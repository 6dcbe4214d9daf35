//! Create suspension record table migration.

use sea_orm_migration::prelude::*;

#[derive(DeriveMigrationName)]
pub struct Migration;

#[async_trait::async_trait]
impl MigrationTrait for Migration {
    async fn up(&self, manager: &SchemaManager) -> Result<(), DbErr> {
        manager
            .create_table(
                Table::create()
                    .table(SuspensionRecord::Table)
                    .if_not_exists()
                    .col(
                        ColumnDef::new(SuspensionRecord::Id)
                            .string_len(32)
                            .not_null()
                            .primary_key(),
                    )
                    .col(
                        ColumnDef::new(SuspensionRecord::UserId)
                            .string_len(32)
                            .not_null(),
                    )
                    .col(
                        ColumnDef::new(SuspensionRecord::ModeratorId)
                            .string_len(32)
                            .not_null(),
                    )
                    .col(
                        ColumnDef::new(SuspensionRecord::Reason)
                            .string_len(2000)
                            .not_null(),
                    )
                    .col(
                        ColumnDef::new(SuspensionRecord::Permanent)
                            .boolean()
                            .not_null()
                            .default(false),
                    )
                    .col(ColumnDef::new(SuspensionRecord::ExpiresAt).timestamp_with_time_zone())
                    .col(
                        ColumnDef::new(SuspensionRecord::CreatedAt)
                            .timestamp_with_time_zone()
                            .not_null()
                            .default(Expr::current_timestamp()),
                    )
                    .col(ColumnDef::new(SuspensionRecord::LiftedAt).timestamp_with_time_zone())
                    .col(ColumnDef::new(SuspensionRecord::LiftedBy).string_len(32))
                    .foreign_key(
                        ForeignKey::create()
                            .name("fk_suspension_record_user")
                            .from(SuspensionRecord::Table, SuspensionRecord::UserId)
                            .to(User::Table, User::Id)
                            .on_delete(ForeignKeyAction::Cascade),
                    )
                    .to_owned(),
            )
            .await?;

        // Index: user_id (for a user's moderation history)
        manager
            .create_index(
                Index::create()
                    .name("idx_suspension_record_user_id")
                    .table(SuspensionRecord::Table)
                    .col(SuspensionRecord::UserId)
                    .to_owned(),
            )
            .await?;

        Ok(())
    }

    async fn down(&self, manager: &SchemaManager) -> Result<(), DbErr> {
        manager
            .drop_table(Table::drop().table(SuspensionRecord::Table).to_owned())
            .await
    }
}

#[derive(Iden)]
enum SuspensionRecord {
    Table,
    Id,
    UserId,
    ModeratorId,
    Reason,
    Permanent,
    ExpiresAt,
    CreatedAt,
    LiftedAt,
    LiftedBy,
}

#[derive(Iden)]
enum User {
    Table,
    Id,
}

•••

**The problem:** From the entries above, copy every line containing the word "Permanent".

**Written solution:**
                        ColumnDef::new(SuspensionRecord::Permanent)
    Permanent,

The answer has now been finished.